We perform MD simulations to evaluate the structure and enthalpy of amorphous silica. To obtain an amorphous configuration, we heat the cristobalite crystal to a temperature of 5000 K and then cool it back to 300 K. For the original BKS model, the one-phase melting of crystobalite occurs above 4400 K64. Therefore, in the process of preparing the glass sample, we heated it up to 5000 K which ensures the complete melting of the crystal. The amorphous system is then replicated to obtain a large enough system size with about 12,000 atoms that is used for MD simulations. We measure the enthalpy of melting for cristobalite around 2000 K, because the experimental melting temperature of this mineral is 1999 K. The simulation cell of the crystal is replicated to size similar to that in the amorphous simulation. Both the crystal and amorphous systems are then slowly heated from 300 K to a temperature of 2500 K in an NPT ensemble and then equilibrated for 1 ns at that temperature. The enthalpy of melting is computed as the difference in the enthalpy per atom in the simulations of the amorphous and cristobalite phases identifying the jump in the potential energy (see “Results”). We also estimate the melting point through heating of a two-phase amorphous and solid β-cristobalite separated by a flat interface. The two-phase system is created by dividing the crystal simulation cell-sized 5.2 nm × 5.5 nm × 16 nm into two regions along the z axis. The positions of the atoms in one half are fixed using the setforce command in LAMMPS resulting in zero forces, while the other half was heated to 3000 K in NPT ensemble (p = 1 bar) with anisotropic barostatting over 1 ns and subsequently equilibrated at the same temperature (3000 K) for another ns. This procedure results in the amorphization of the unfixed block. Next, the system is cooled to 300 K. This two-phase system is then evolved in the NPT ensemble, removing the setforce constraint and integrating the equations of motion of all atoms.
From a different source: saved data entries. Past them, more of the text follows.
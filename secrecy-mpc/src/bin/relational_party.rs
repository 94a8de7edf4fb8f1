use clap::{Parser, ValueEnum};
use color_eyre::{
    eyre::{eyre, Context},
    Result,
};
use mpc_net::config::{NetworkConfig, DEFAULT_PORT};
use rusqlite::Connection;
use secrecy_mpc::prelude::{
    BShare, BShareTable, Error, PartyID, Predicate, Rep3, Rep3Network, RelationalProtocol,
};
use std::{net::IpAddr, path::PathBuf, time::Duration};
use tokio::time::Instant;
use tracing_subscriber::EnvFilter;

macro_rules! println0  {
    ($id:expr) => {
        if $id == 0 {
            println!();
        }
    };
    ($id:expr, $($arg:tt)*) => {{
        if $id == 0 {
            println!($($arg)*);
        }
    }};

}

#[derive(Clone, Copy, Debug, ValueEnum)]
enum Query {
    /// sort on the first column
    Sort,
    /// distinct flags of the first column after sorting
    Distinct,
    /// group by the first column and count
    GroupByCount,
    /// first column greater than the second
    Select,
}

#[derive(Parser, Clone)]
struct Args {
    /// The rank of our party
    #[clap(short, long, value_name = "ID")]
    rank: usize,

    /// Number of parties, has to be 3
    #[clap(short, long, value_name = "NUM", default_value_t = 3)]
    num_parties: usize,

    /// Port all parties listen on when using --ips
    #[clap(long, value_name = "PORT", default_value_t = DEFAULT_PORT)]
    port: u16,

    /// Comma separated list of party addresses in rank order
    #[clap(long, value_name = "IPS", value_delimiter = ',')]
    ips: Option<Vec<IpAddr>>,

    /// YAML party list, used instead of --ips
    #[clap(short, long, value_name = "FILE")]
    config_file: Option<PathBuf>,

    /// path to the share database created by create-sample-data
    #[arg(short, long, value_name = "FILE", required = true)]
    database: PathBuf,

    /// The query to run
    #[arg(short, long, value_enum, default_value_t = Query::Sort)]
    query: Query,

    /// Give up on a peer after this many seconds
    #[arg(short, long, value_name = "SECS")]
    timeout_secs: Option<u64>,
}

fn print_stats(protocol: &RelationalProtocol<Rep3Network>) -> Result<()> {
    let id = protocol.get_id();
    if id == 0 {
        println!("Stats: party {}", id);
        protocol.print_connection_stats(&mut std::io::stdout())?;
    }
    Ok(())
}

fn network_config(args: &Args) -> Result<NetworkConfig> {
    if args.num_parties != 3 {
        return Err(Error::NumPartyError(args.num_parties).into());
    }
    let config = match (&args.config_file, &args.ips) {
        (Some(file), _) => NetworkConfig::from_yaml_file(file, args.rank)?,
        (None, Some(ips)) => NetworkConfig::from_ip_list(args.rank, args.port, ips),
        (None, None) => return Err(eyre!("either --ips or --config-file is required")),
    };
    config.check_config().context("checking network config")?;
    if config.num_parties() != args.num_parties {
        return Err(Error::NumPartyError(config.num_parties()).into());
    }
    Ok(config.with_timeout(args.timeout_secs.map(Duration::from_secs)))
}

fn open_database(database_file: &PathBuf) -> Result<Connection> {
    let conn = Connection::open(database_file)?;
    Ok(conn)
}

fn read_db(args: &Args) -> Result<BShareTable> {
    let conn = open_database(&args.database)?;

    // party i holds the sub-shares i and i + 1
    let mut stmt = match args.rank {
        0 => conn.prepare("SELECT share_a, share_b from shared_rows ORDER BY id;")?,
        1 => conn.prepare("SELECT share_b, share_c from shared_rows ORDER BY id;")?,
        2 => conn.prepare("SELECT share_c, share_a from shared_rows ORDER BY id;")?,
        i => Err(Error::IdError(i))?,
    };

    let mut table = Vec::new();
    let mut rows = stmt.query([])?;
    while let Some(row) = rows.next()? {
        let share_a: Vec<u64> = bincode::deserialize(&row.get::<_, Vec<u8>>(0)?)?;
        let share_b: Vec<u64> = bincode::deserialize(&row.get::<_, Vec<u8>>(1)?)?;
        if share_a.len() != share_b.len() {
            Err(Error::InvalidSizeError)?;
        }
        let shares: Vec<BShare> = share_a
            .into_iter()
            .zip(share_b)
            .map(|(a, b)| BShare::new(a, b))
            .collect();
        table.push(shares);
    }

    let holder = PartyID::try_from(args.rank)?;
    Ok(BShareTable::from_rows(0, holder, 0, table)?)
}

async fn run_query(
    protocol: &mut RelationalProtocol<Rep3Network>,
    table: &mut BShareTable,
    query: Query,
) -> Result<Vec<u64>> {
    let batch = (table.num_rows() / 2).max(1);
    let res = match query {
        Query::Sort => {
            protocol.bitonic_sort(table, &[0], &[true], batch).await?;
            table.column(0)?
        }
        Query::Distinct => {
            protocol.bitonic_sort(table, &[0], &[true], batch).await?;
            protocol.distinct(table, 0).await?
        }
        Query::GroupByCount => {
            protocol.bitonic_sort(table, &[0], &[true], batch).await?;
            let counts = protocol.group_by_count(table, &[0]).await?;
            return Ok(protocol.get_mpc_mut().open_a_many(counts).await?);
        }
        Query::Select => {
            protocol
                .select(table, &Predicate::Greater { left: 0, right: 1 })
                .await?
        }
    };
    Ok(protocol.get_mpc_mut().open_b_many(res).await?)
}

#[tokio::main]
async fn main() -> Result<()> {
    color_eyre::install()?;
    tracing_subscriber::fmt()
        .with_env_filter(EnvFilter::from_default_env())
        .init();

    let args = Args::parse();
    let id = args.rank;
    let config = network_config(&args)?;

    println0!(id, "Reading database:");
    let start = Instant::now();
    let mut table = read_db(&args)?;
    let duration = start.elapsed();
    println0!(id, "...done, {} rows, took {} ms\n", table.num_rows(), duration.as_millis());

    println0!(id, "Setting up network:");
    let start = Instant::now();
    let network = Rep3Network::new(config).await?;
    let duration = start.elapsed();
    println0!(id, "...done, took {} ms\n", duration.as_millis());

    println0!(id, "\nInitialize protocol:");
    let start = Instant::now();
    let mut protocol = RelationalProtocol::new(Rep3::new(network)?);
    let duration = start.elapsed();
    println0!(id, "...done, took {} ms\n", duration.as_millis());
    print_stats(&protocol)?;

    println0!(id, "\nPreprocessing:");
    let start = Instant::now();
    protocol.preprocessing().await?;
    let duration = start.elapsed();
    println0!(id, "...done, took {} ms\n", duration.as_millis());
    print_stats(&protocol)?;

    println0!(id, "\nQuery {:?}:", args.query);
    let start = Instant::now();
    let res = run_query(&mut protocol, &mut table, args.query).await?;
    let duration = start.elapsed();
    println0!(id, "...done, took {} ms", duration.as_millis());
    println0!(id, "Result is {:?}\n", res);
    print_stats(&protocol)?;

    protocol.finish().await?;

    Ok(())
}
use std::path::PathBuf;

use clap::Parser;
use color_eyre::eyre::Result;
use plain_reference::PlainTable;
use rand::{rngs::SmallRng, SeedableRng};
use rusqlite::Connection;
use secrecy_mpc::prelude::{Rep3, Rep3Network};

#[derive(Parser)]
#[command(author, version, about, long_about = None)]
struct Opts {
    /// path to the database file to store stuff in
    #[arg(short, long, value_name = "FILE", required = true)]
    database: PathBuf,

    /// number of rows to generate
    #[arg(short, long, value_name = "NUM", required = true)]
    rows: usize,

    /// number of columns per row
    #[arg(short, long, value_name = "NUM", default_value_t = 2)]
    cols: usize,

    /// values are drawn from 0..max
    #[arg(short, long, value_name = "MAX", default_value_t = 16)]
    max: u64,
}

fn open_database(database_file: &PathBuf) -> Result<Connection> {
    let conn = Connection::open(database_file)?;
    Ok(conn)
}

fn main() -> Result<()> {
    color_eyre::install()?;
    let opts: Opts = Opts::parse();

    let mut conn = open_database(&opts.database)?;

    // Create the table if it doesn't exist
    conn.execute(
        "CREATE TABLE IF NOT EXISTS shared_rows (
            id INTEGER PRIMARY KEY,
            plain BLOB NOT NULL,
            share_a BLOB NOT NULL,
            share_b BLOB NOT NULL,
            share_c BLOB NOT NULL
        )",
        rusqlite::params![],
    )?;

    let mut rng = SmallRng::from_entropy();
    let table = PlainTable::random_rng(&mut rng, opts.rows, opts.cols, opts.max.max(1));

    // Insert the rows into the database
    let transaction = conn.transaction()?;
    let mut stmt = transaction.prepare(
        "INSERT INTO shared_rows (plain, share_a, share_b, share_c) VALUES (?1, ?2, ?3, ?4)",
    )?;

    for row in table.rows() {
        let mut share_a = Vec::with_capacity(row.len());
        let mut share_b = Vec::with_capacity(row.len());
        let mut share_c = Vec::with_capacity(row.len());
        for value in row {
            // We simulate the parties already knowing the shares of the row.
            let shares = Rep3::<Rep3Network>::share_b(*value, &mut rng);
            share_a.push(shares[0].get_a());
            share_b.push(shares[1].get_a());
            share_c.push(shares[2].get_a());
        }

        let plain = bincode::serialize(row)?;
        let data_a = bincode::serialize(&share_a)?;
        let data_b = bincode::serialize(&share_b)?;
        let data_c = bincode::serialize(&share_c)?;

        stmt.execute([&plain, &data_a, &data_b, &data_c])?;
    }
    drop(stmt);
    transaction.commit()?;

    Ok(())
}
The temperature of the simulation is increased linearly to the target temperature i.e., from 300 to 2500 K, over 1 ns. The structural characteristics are evaluated to determine the melting point.

Silica glass is created using melt-quench simulations starting from β-cristobalite (4000 SiO2 units). We heat the crystal from 300 to 3000 K over 1 ns, at 1 bar in an NPT ensemble and then rapidly cool the configuration to room temperature in order to obtain the glass. This is then held at 300 K and 1 bar for 3 ns in a NPT ensemble in order to generate trajectories necessary to evaluate the structure factor.